> [What to produce]:
What you need to produce from the material below is an exact transcription of the lines from the one with "pub fn unique_name(prefix: &str, existing: &HashSet<String>)" through the one with "belongs to the", both included, and no other line.

> [Supplied data]:
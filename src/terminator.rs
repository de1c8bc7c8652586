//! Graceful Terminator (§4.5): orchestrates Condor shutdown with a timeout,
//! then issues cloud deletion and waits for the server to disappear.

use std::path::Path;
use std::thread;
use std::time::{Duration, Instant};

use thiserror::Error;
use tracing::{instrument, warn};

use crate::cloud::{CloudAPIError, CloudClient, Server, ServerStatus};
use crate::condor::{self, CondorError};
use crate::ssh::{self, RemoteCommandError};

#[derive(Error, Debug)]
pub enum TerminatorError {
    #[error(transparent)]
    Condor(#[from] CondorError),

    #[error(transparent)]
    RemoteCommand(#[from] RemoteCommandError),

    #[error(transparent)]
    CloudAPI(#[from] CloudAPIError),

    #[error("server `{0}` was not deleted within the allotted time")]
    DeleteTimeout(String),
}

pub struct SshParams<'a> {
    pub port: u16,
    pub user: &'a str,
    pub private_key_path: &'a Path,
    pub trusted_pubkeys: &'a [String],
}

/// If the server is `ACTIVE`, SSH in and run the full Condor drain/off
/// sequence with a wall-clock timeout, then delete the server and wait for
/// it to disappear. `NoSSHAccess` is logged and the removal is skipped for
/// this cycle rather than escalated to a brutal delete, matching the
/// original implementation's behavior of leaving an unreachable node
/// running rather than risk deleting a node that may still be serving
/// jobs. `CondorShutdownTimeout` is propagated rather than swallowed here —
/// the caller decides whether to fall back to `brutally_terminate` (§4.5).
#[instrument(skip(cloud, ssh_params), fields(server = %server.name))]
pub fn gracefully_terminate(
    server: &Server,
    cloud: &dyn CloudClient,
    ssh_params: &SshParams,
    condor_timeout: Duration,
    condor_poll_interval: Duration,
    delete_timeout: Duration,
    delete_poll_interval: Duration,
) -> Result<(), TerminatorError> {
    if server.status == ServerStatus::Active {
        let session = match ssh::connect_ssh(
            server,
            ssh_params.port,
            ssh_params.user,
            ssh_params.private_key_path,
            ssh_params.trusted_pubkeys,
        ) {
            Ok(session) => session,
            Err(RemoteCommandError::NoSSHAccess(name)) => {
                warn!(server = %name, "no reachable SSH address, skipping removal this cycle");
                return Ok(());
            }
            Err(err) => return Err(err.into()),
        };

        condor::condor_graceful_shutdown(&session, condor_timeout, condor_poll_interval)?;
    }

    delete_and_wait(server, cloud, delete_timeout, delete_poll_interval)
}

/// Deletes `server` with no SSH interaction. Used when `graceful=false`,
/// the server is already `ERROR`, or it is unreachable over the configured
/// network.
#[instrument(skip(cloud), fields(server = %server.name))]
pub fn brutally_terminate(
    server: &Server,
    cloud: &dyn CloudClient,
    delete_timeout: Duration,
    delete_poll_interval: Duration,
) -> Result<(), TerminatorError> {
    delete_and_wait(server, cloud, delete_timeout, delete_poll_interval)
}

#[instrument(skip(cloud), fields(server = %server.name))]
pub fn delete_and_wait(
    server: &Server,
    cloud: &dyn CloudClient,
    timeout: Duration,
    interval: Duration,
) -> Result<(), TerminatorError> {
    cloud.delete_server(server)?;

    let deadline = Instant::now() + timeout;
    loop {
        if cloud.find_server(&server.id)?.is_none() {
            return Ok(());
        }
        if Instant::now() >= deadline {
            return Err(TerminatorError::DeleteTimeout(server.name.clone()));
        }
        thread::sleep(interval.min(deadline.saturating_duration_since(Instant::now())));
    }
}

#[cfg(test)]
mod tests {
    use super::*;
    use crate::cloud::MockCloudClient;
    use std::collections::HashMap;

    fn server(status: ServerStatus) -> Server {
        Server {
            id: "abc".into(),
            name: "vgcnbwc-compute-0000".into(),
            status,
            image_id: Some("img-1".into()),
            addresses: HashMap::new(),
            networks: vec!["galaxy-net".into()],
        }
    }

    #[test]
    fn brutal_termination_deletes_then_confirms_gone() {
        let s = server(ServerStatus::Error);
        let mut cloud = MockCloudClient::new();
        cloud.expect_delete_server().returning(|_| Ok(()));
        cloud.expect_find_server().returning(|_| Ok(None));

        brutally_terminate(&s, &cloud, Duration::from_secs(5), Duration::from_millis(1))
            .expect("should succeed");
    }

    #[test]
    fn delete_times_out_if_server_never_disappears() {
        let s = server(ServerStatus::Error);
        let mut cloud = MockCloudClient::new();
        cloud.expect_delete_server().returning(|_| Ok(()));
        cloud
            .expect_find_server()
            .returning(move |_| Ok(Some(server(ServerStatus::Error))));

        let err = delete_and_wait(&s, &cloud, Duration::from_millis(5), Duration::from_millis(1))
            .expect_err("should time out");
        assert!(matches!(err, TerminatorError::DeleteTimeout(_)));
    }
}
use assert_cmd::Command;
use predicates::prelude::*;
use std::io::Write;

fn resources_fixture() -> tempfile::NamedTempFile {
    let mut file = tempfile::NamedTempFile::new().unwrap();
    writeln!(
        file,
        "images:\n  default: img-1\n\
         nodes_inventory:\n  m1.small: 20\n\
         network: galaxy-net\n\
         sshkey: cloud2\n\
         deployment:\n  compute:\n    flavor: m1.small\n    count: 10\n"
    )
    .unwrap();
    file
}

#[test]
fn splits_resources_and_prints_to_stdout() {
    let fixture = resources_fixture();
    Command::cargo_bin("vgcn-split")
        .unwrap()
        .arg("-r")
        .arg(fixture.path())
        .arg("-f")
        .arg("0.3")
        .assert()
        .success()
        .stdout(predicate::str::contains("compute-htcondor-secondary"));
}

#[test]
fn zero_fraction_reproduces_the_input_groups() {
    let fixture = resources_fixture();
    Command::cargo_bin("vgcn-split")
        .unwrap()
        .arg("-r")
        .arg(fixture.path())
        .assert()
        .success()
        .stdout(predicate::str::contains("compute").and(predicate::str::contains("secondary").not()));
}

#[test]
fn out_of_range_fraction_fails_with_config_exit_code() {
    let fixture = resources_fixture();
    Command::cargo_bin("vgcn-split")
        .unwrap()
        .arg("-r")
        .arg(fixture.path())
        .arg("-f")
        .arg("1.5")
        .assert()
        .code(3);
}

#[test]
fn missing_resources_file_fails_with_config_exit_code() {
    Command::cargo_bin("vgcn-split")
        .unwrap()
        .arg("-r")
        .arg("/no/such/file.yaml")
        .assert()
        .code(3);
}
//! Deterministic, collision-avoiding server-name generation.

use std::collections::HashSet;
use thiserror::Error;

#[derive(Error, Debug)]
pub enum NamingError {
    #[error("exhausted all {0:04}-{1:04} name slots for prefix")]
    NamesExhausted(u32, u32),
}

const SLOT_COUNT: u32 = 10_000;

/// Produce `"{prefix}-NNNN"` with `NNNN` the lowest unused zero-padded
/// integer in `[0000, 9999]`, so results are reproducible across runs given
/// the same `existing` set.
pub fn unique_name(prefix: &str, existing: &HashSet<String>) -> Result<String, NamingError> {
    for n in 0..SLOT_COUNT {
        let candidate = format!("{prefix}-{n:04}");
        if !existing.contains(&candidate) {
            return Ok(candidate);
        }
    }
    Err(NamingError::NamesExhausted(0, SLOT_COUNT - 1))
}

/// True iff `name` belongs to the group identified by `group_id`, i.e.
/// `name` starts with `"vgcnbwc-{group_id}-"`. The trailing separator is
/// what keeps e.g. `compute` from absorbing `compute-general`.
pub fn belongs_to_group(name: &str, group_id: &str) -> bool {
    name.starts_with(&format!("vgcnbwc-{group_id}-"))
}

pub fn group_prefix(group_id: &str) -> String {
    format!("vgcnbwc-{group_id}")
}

> [Answer section]:
pub fn unique_name(prefix: &str, existing: &HashSet<String>) -> Result<String, NamingError> {
    for n in 0..SLOT_COUNT {
        let candidate = format!("{prefix}-{n:04}");
        if !existing.contains(&candidate) {
            return Ok(candidate);
        }
    }
    Err(NamingError::NamesExhausted(0, SLOT_COUNT - 1))
}

/// True iff `name` belongs to the group identified by `group_id`, i.e.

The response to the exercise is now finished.